0.特に意味はないよ

転げ落ちた。床に空いてた穴は部屋に溜まった涙を排出する為のもので鼻水を捨てようとしたときにバランスを崩してお尻から落ちた。渦巻き状のスロープを二つ折りのまま2回転半すると私を空中に留めるものはなくなった。カタツムリの殻みたいな出口からポーン!ヒュー。弾き出されてどうにもできない。

ジタバタするけどなにも掴めない。ヒョー。

真っ暗闇でなんにも見えない塔の内部をすごい勢いで落ちて行く。慌てて空気の妖精を召喚するけど重力は恐いぐらいに容赦なくて私を地面に叩きつけることに全力少しも手加減してくれない。両手両足を開いて大の字になった私の身体は水の上みたいにゆらゆら揺れる。

もうあそこには戻れないんだ。

私はどんどん加速して天井はどんどん遠ざかって世界一長い梯子でも届かないところへ行ってしまう。あるはずのない色々なものを部屋に置いて来たことが寂しくてやるせない。一体何を置いてきたんだ?おもいで?

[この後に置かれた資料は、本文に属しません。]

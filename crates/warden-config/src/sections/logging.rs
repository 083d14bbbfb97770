// Copyright (c) 2025 Geoffrey Huntley <ghuntley@ghuntley.com>. All rights reserved.
// SPDX-License-Identifier: Proprietary

//! Logging configuration.

use serde::Deserialize;

/// Logging configuration (runtime, fully resolved).
#[derive(Debug, Clone)]
pub struct LoggingConfig {
	/// Default tracing filter directive when `RUST_LOG` is unset.
	pub level: String,
}

impl Default for LoggingConfig {
	fn default() -> Self {
		Self {
			level: "info".to_string(),
		}
	}
}

/// Logging configuration layer (partial, for merging).
#[derive(Debug, Clone, Default, Deserialize)]
pub struct LoggingConfigLayer {
	#[serde(default)]
	pub level: Option<String>,
}

impl LoggingConfigLayer {
	pub fn merge(&mut self, other: LoggingConfigLayer) {
		if other.level.is_some() {
			self.level = other.level;
		}
	}

	pub fn finalize(self) -> LoggingConfig {
		LoggingConfig {
			level: self.level.unwrap_or_else(|| "info".to_string()),
		}
	}
}
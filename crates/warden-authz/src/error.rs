// Copyright (c) 2025 Geoffrey Huntley <ghuntley@ghuntley.com>. All rights reserved.
// SPDX-License-Identifier: Proprietary

use warden_db::DbError;

#[derive(Debug, thiserror::Error)]
pub enum AuthzError {
	/// The authenticated caller has no user record, so no permissions can
	/// be resolved for it.
	#[error("Authenticated user with externalId {0} not found. Unable to retrieve permissions.")]
	CallerNotFound(String),

	/// The caller's effective policies do not allow the action on the
	/// resource (either an explicit deny, or no applicable allow).
	#[error("User with externalId {external_id} is not allowed to access to resource {urn}")]
	NotAllowed { external_id: String, urn: String },

	/// The storage layer failed while resolving permissions.
	#[error(transparent)]
	Store(#[from] DbError),
}

pub type Result<T> = std::result::Result<T, AuthzError>;
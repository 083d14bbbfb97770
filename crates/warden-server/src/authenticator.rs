// Copyright (c) 2025 Geoffrey Huntley <ghuntley@ghuntley.com>. All rights reserved.
// SPDX-License-Identifier: Proprietary

//! Caller identification at the edge.
//!
//! The authenticator's only contract is: given a request, produce the
//! caller's external id and whether it is an admin. This implementation
//! reads the id from the `X-External-Id` header and consults the
//! configured admin whitelist; OIDC or basic-auth frontends slot in
//! behind the same trait.

use http::HeaderMap;

use warden_core::RequestInfo;

/// Header carrying the caller's external identifier.
pub const EXTERNAL_ID_HEADER: &str = "x-external-id";

/// Extracts the caller identity from a request.
pub trait Authenticator: Send + Sync {
	/// Returns the caller's request context, or `None` when the request
	/// carries no usable identity.
	fn retrieve_request_info(&self, headers: &HeaderMap) -> Option<RequestInfo>;
}

/// Header-based authenticator with a static admin whitelist.
#[derive(Debug, Clone)]
pub struct HeaderAuthenticator {
	admin_external_ids: Vec<String>,
}

impl HeaderAuthenticator {
	/// Create an authenticator treating the given external ids as admins.
	pub fn new(admin_external_ids: Vec<String>) -> Self {
		Self { admin_external_ids }
	}
}

impl Authenticator for HeaderAuthenticator {
	fn retrieve_request_info(&self, headers: &HeaderMap) -> Option<RequestInfo> {
		let external_id = headers.get(EXTERNAL_ID_HEADER)?.to_str().ok()?.trim();
		if external_id.is_empty() {
			return None;
		}
		let admin = self.admin_external_ids.iter().any(|id| id == external_id);
		Some(RequestInfo::new(external_id, admin))
	}
}
// Copyright (c) 2025 Geoffrey Huntley <ghuntley@ghuntley.com>. All rights reserved.
// SPDX-License-Identifier: Proprietary

use sqlx::sqlite::{SqliteConnectOptions, SqliteJournalMode, SqlitePool, SqliteSynchronous};
use std::str::FromStr;
use std::time::Duration;

use crate::error::DbError;

/// Create a SqlitePool for the IAM tables.
///
/// WAL journaling keeps concurrent request handlers from serializing on
/// reads; the busy timeout covers the brief writer lock held by the
/// cascade transactions.
///
/// # Arguments
/// * `database_url` - SQLite connection string (e.g., "sqlite:./warden.db")
///
/// # Errors
/// Returns `DbError::Internal` if the URL is invalid or connection fails.
#[tracing::instrument(skip(database_url))]
pub async fn create_pool(database_url: &str) -> Result<SqlitePool, DbError> {
	let options = SqliteConnectOptions::from_str(database_url)
		.map_err(|e| DbError::Internal(format!("Invalid database URL: {e}")))?
		.journal_mode(SqliteJournalMode::Wal)
		.synchronous(SqliteSynchronous::Normal)
		.busy_timeout(Duration::from_secs(5))
		.create_if_missing(true);

	let pool = SqlitePool::connect_with(options).await?;

	tracing::debug!("database pool created");
	Ok(pool)
}
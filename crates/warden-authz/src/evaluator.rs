// Copyright (c) 2025 Geoffrey Huntley <ghuntley@ghuntley.com>. All rights reserved.
// SPDX-License-Identifier: Proprietary

//! Pure policy-statement evaluation.
//!
//! A statement applies to an `(action, resource)` pair when any of its
//! action patterns matches the action **and** any of its resource patterns
//! matches the resource URN. The decision is a fold over applicable
//! effects: any deny ⇒ Deny, else any allow ⇒ Allow, else NotApplicable.

use warden_core::policy::{Effect, Statement};
use warden_core::urn;

/// Outcome of evaluating a statement set against an action and resource.
#[derive(Debug, Clone, Copy, PartialEq, Eq)]
pub enum Decision {
	/// At least one allow applies and no deny does.
	Allow,
	/// At least one deny applies.
	Deny,
	/// No statement applies; the gate treats this the same as Deny.
	NotApplicable,
}

fn statement_applies(statement: &Statement, action: &str, resource_urn: &str) -> bool {
	statement.actions.iter().any(|a| urn::matches(a, action))
		&& statement
			.resources
			.iter()
			.any(|r| urn::matches(r, resource_urn))
}

/// Evaluate a statement set against an action and a resource URN.
///
/// Order-independent: the statements form a set, and an applicable deny
/// defeats every applicable allow regardless of pattern specificity.
pub fn evaluate(action: &str, resource_urn: &str, statements: &[Statement]) -> Decision {
	let mut allowed = false;
	for statement in statements {
		if !statement_applies(statement, action, resource_urn) {
			continue;
		}
		match statement.effect {
			Effect::Deny => return Decision::Deny,
			Effect::Allow => allowed = true,
		}
	}
	if allowed {
		Decision::Allow
	} else {
		Decision::NotApplicable
	}
}

/// Return the subset of URNs the statement set allows the action on.
///
/// Used by listing operations: unauthorized elements are silently dropped
/// rather than failing the whole request.
pub fn filter_allowed(action: &str, urns: Vec<String>, statements: &[Statement]) -> Vec<String> {
	urns.into_iter()
		.filter(|u| evaluate(action, u, statements) == Decision::Allow)
		.collect()
}
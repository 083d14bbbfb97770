// Copyright (c) 2025 Geoffrey Huntley <ghuntley@ghuntley.com>. All rights reserved.
// SPDX-License-Identifier: Proprietary

//! User route handlers.

use axum::extract::{Path, Query, State};
use axum::http::{HeaderMap, StatusCode};
use axum::response::{IntoResponse, Response};
use axum::Json;
use serde::{Deserialize, Serialize};

use warden_api::GroupIdentity;

use crate::api_response::{unauthenticated, ApiFailure};
use crate::routes::ListQuery;
use crate::state::AppState;

#[derive(Debug, Deserialize)]
pub struct CreateUserRequest {
	pub external_id: String,
	pub path: String,
}

#[derive(Debug, Deserialize)]
pub struct UpdateUserRequest {
	pub path: String,
}

#[derive(Debug, Serialize)]
pub struct UsersResponse {
	pub external_ids: Vec<String>,
	pub total: usize,
}

#[derive(Debug, Serialize)]
pub struct UserGroupsResponse {
	pub groups: Vec<GroupIdentity>,
	pub total: usize,
}

pub async fn create_user(
	State(state): State<AppState>,
	headers: HeaderMap,
	Json(payload): Json<CreateUserRequest>,
) -> Response {
	let Some(request) = state.authenticator.retrieve_request_info(&headers) else {
		return unauthenticated();
	};
	match state
		.users
		.add_user(&request, &payload.external_id, &payload.path)
		.await
	{
		Ok(user) => (StatusCode::CREATED, Json(user)).into_response(),
		Err(err) => ApiFailure(err).into_response(),
	}
}

pub async fn get_user(
	State(state): State<AppState>,
	headers: HeaderMap,
	Path(external_id): Path<String>,
) -> Response {
	let Some(request) = state.authenticator.retrieve_request_info(&headers) else {
		return unauthenticated();
	};
	match state
		.users
		.get_user_by_external_id(&request, &external_id)
		.await
	{
		Ok(user) => Json(user).into_response(),
		Err(err) => ApiFailure(err).into_response(),
	}
}

pub async fn list_users(
	State(state): State<AppState>,
	headers: HeaderMap,
	Query(query): Query<ListQuery>,
) -> Response {
	let Some(request) = state.authenticator.retrieve_request_info(&headers) else {
		return unauthenticated();
	};
	let filter = query.into_filter();
	match state.users.list_users(&request, &filter).await {
		Ok((external_ids, total)) => Json(UsersResponse {
			external_ids,
			total,
		})
		.into_response(),
		Err(err) => ApiFailure(err).into_response(),
	}
}

pub async fn update_user(
	State(state): State<AppState>,
	headers: HeaderMap,
	Path(external_id): Path<String>,
	Json(payload): Json<UpdateUserRequest>,
) -> Response {
	let Some(request) = state.authenticator.retrieve_request_info(&headers) else {
		return unauthenticated();
	};
	match state
		.users
		.update_user(&request, &external_id, &payload.path)
		.await
	{
		Ok(user) => Json(user).into_response(),
		Err(err) => ApiFailure(err).into_response(),
	}
}

pub async fn delete_user(
	State(state): State<AppState>,
	headers: HeaderMap,
	Path(external_id): Path<String>,
) -> Response {
	let Some(request) = state.authenticator.retrieve_request_info(&headers) else {
		return unauthenticated();
	};
	match state.users.remove_user(&request, &external_id).await {
		Ok(()) => StatusCode::NO_CONTENT.into_response(),
		Err(err) => ApiFailure(err).into_response(),
	}
}

pub async fn list_user_groups(
	State(state): State<AppState>,
	headers: HeaderMap,
	Path(external_id): Path<String>,
	Query(query): Query<ListQuery>,
) -> Response {
	let Some(request) = state.authenticator.retrieve_request_info(&headers) else {
		return unauthenticated();
	};
	let filter = query.into_filter();
	match state
		.users
		.list_groups_by_user(&request, &external_id, &filter)
		.await
	{
		Ok((groups, total)) => Json(UserGroupsResponse { groups, total }).into_response(),
		Err(err) => ApiFailure(err).into_response(),
	}
}
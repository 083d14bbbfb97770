// Copyright (c) 2025 Geoffrey Huntley <ghuntley@ghuntley.com>. All rights reserved.
// SPDX-License-Identifier: Proprietary

//! In-memory pool helpers for tests.

use sqlx::sqlite::{SqliteConnectOptions, SqlitePool, SqlitePoolOptions};
use std::str::FromStr;

/// Create a single-connection `:memory:` pool with the IAM schema applied.
///
/// The pool is capped at one connection: each SQLite `:memory:` connection
/// is its own database, so a larger pool would hand out empty databases.
pub async fn create_test_pool() -> SqlitePool {
	let options = SqliteConnectOptions::from_str(":memory:").unwrap();
	let pool = SqlitePoolOptions::new()
		.max_connections(1)
		.connect_with(options)
		.await
		.unwrap();
	crate::schema::run_migrations(&pool).await.unwrap();
	pool
}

天に向かってのびる私の髪が目を執拗に攻撃してくる。なんだか眠たいし、見える景色は変わらない。瞼を開けるのは諦めて、想像してもいいですか?

1.

僕のいるところから星は見えない。

空にあるどの星よりも高いところにあるからだ。

だから、君たちがよくやるみたいに凍える夜をベランダで過ごすことは僕に鼻水や高熱をもたらしただけで何の助けにもならず、朝になっても昨日の陰鬱を引きずったまま僕は毛布に身を包んで部屋の壁にへばり付くしかなかった。

太陽星の軌道さえ足元を通るこの場所で日光は緩やかに左回転する。壁一面のガラス窓を通って天井を照らす光は朝ベッドの奥から現れて衣装箪笥を過ぎ壁掛け時計の正面で止まる。

天井近くにぶらさげられた大きな時計はむかしこの部屋を使ってた僕のお祖父さんのもので、ベッドを除けば僕の部屋にあるものは全てお祖父さんが使っていたときのままだ。しかも僕が部屋に持ち込んだのは昨日間違えて捨てた本一冊と雪のように白いパトリシアだけで、白い方はおとといから行方不明だった。

正直に言ってしまえば、(何を包み隠す必要があるのだろう)僕がこうして高熱に苦しんでいるのはその白い僕の猫が姿を見せないからなのだ。もとをただせばそういうことになる。